== Task to complete ==
Whenever the word "model" shows up in a line of the data, copy that line.
═══ Exercise material ═══
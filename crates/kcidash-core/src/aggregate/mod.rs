//! The record aggregation fold.
//!
//! Rows are bound to a selected tree head, then split into the "tests" and
//! "boots" buckets while builds are deduplicated by id and issues are merged
//! into a build-scoped and a bucket-scoped map.

pub mod bucket;
pub mod build_summary;
pub mod issues;

pub use bucket::{ArchSummary, BucketAccumulator, StatusCounts, TestsSummary};
pub use build_summary::{
    ArchBuildSummary, BuildStatusCount, BuildSummarizer, BuildSummaryTotals,
    ValidityBuildSummarizer,
};
pub use issues::IssueMap;

use serde::{Deserialize, Serialize};
use std::collections::HashSet;

use crate::extract::MessageExtractor;
use crate::head_filter::head_tree;
use crate::model::JoinedRow;
use crate::normalize::{build_item, issue_entry, BuildItem, IssueEntry};
use crate::trees::Tree;

#[derive(Debug, Clone, Default, PartialEq, Serialize, Deserialize)]
#[serde(rename_all = "camelCase")]
pub struct BuildsSummary {
    pub items: Vec<BuildItem>,
    pub issues: Vec<IssueEntry>,
    pub summary: BuildSummaryTotals,
    pub failed_with_unknown_issues: u64,
}

/// Output of one aggregation pass.
#[derive(Debug, Clone, Default, PartialEq, Serialize, Deserialize)]
pub struct HardwareAggregation {
    pub builds: BuildsSummary,
    pub tests: TestsSummary,
    pub boots: TestsSummary,
}

/// Request-scoped fold state. Feed rows in order with [`push`], then call
/// [`finish`].
///
/// [`push`]: RecordAggregator::push
/// [`finish`]: RecordAggregator::finish
pub struct RecordAggregator<'a> {
    trees: &'a [Tree],
    extractor: &'a dyn MessageExtractor,
    processed_builds: HashSet<String>,
    builds_with_issue: HashSet<String>,
    builds: Vec<BuildItem>,
    build_issues: IssueMap,
    tests: BucketAccumulator,
    boots: BucketAccumulator,
    accepted: usize,
    rejected: usize,
}

impl<'a> RecordAggregator<'a> {
    pub fn new(trees: &'a [Tree], extractor: &'a dyn MessageExtractor) -> Self {
        Self {
            trees,
            extractor,
            processed_builds: HashSet::new(),
            builds_with_issue: HashSet::new(),
            builds: Vec::new(),
            build_issues: IssueMap::new(),
            tests: BucketAccumulator::new(),
            boots: BucketAccumulator::new(),
            accepted: 0,
            rejected: 0,
        }
    }

    /// Folds one row. Returns `false` when the row was dropped because it is
    /// not on the head commit of a selected tree.
    pub fn push(&mut self, row: &JoinedRow) -> bool {
        let Some(tree) = head_tree(row, self.trees) else {
            self.rejected += 1;
            return false;
        };
        self.accepted += 1;

        let bucket = if row.is_boot() {
            &mut self.boots
        } else {
            &mut self.tests
        };
        bucket.record(row, self.extractor);

        if self.processed_builds.insert(row.build_id.clone()) {
            self.builds.push(build_item(row, &tree.index));
        }

        if let Some(issue) = issue_entry(row) {
            self.build_issues.merge(&issue);
            bucket.merge_issue(&issue);
            self.builds_with_issue.insert(row.build_id.clone());
        }
        true
    }

    pub fn finish(self, summarizer: &dyn BuildSummarizer) -> HardwareAggregation {
        tracing::debug!(
            accepted = self.accepted,
            rejected = self.rejected,
            builds = self.builds.len(),
            "aggregated hardware rows"
        );

        let failed_with_unknown_issues = self
            .builds
            .iter()
            .filter(|b| b.valid == Some(false) && !self.builds_with_issue.contains(&b.id))
            .count() as u64;

        HardwareAggregation {
            builds: BuildsSummary {
                summary: summarizer.summarize(&self.builds),
                items: self.builds,
                issues: self.build_issues.into_vec(),
                failed_with_unknown_issues,
            },
            tests: self.tests.finish(),
            boots: self.boots.finish(),
        }
    }
}

/// Runs a complete fold over `rows`, consuming the iterator once and in order.
pub fn aggregate_records<'r, I>(
    rows: I,
    trees: &[Tree],
    extractor: &dyn MessageExtractor,
    summarizer: &dyn BuildSummarizer,
) -> HardwareAggregation
where
    I: IntoIterator<Item = &'r JoinedRow>,
{
    let mut fold = RecordAggregator::new(trees, extractor);
    for row in rows {
        fold.push(row);
    }
    fold.finish(summarizer)
}

#[cfg(test)]
mod tests {
    use super::*;
    use crate::extract::MiscExtractor;
    use crate::model::TestStatus;
    use crate::testutil::{row, tree_for};
    use serde_json::json;

    fn run(rows: &[JoinedRow], trees: &[Tree]) -> HardwareAggregation {
        aggregate_records(rows, trees, &MiscExtractor, &ValidityBuildSummarizer)
    }

    #[test]
    fn shared_build_is_listed_once_across_buckets() {
        let mut boot = row("t1", "b1");
        boot.path = Some("boot.sh".into());
        let mut test = row("t2", "b1");
        test.status = TestStatus::Fail;
        test.path = Some("suite/x".into());
        let trees = vec![tree_for(&boot, "0")];

        let out = run(&[boot, test], &trees);

        assert_eq!(out.builds.items.len(), 1);
        assert_eq!(out.builds.items[0].id, "b1");
        assert_eq!(out.builds.items[0].tree_index, "0");
        let v = serde_json::to_value(&out).unwrap();
        assert_eq!(v["boots"]["statusSummary"], json!({"PASS": 1}));
        assert_eq!(v["tests"]["statusSummary"], json!({"FAIL": 1}));
    }

    #[test]
    fn stale_commit_rows_leave_no_trace() {
        let head = row("t1", "b1");
        let mut stale = row("t2", "b2");
        stale.checkout_git_commit_hash = Some("0ld".into());
        stale.status = TestStatus::Fail;
        stale.issue_id = Some("i1".into());
        let trees = vec![tree_for(&head, "0")];

        let out = run(&[head.clone()], &trees);
        let with_stale = run(&[head, stale], &trees);
        assert_eq!(out, with_stale);
    }

    #[test]
    fn issues_are_counted_per_scope() {
        let mut boot = row("t1", "b1");
        boot.path = Some("boot".into());
        boot.issue_id = Some("i1".into());
        let mut t2 = row("t2", "b1");
        t2.issue_id = Some("i1".into());
        let mut t3 = row("t3", "b1");
        t3.issue_id = Some("i1".into());
        let trees = vec![tree_for(&boot, "0")];

        let out = run(&[boot, t2, t3], &trees);

        assert_eq!(out.builds.issues.len(), 1);
        assert_eq!(out.builds.issues[0].incidents_info.incidents_count, 3);
        assert_eq!(out.tests.issues[0].incidents_info.incidents_count, 2);
        assert_eq!(out.boots.issues[0].incidents_info.incidents_count, 1);
    }

    #[test]
    fn invalid_builds_without_issue_are_counted_once() {
        let mut a1 = row("t1", "b1");
        a1.build_valid = Some(false);
        let a2 = JoinedRow {
            id: "t2".into(),
            ..a1.clone()
        };
        let mut b = row("t3", "b2");
        b.build_valid = Some(false);
        b.issue_id = Some("known".into());
        let trees = vec![tree_for(&a1, "0")];

        let out = run(&[a1, a2, b], &trees);
        assert_eq!(out.builds.failed_with_unknown_issues, 1);
        assert_eq!(out.builds.summary.builds.invalid, 2);
    }

    #[test]
    fn push_reports_rejection() {
        let r = row("t1", "b1");
        let trees: Vec<Tree> = Vec::new();
        let mut fold = RecordAggregator::new(&trees, &MiscExtractor);
        assert!(!fold.push(&r));
        let out = fold.finish(&ValidityBuildSummarizer);
        assert!(out.builds.items.is_empty());
        assert!(out.tests.history.is_empty());
    }
}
═══
== Task answer ==
use crate::model::JoinedRow;
    use crate::model::TestStatus;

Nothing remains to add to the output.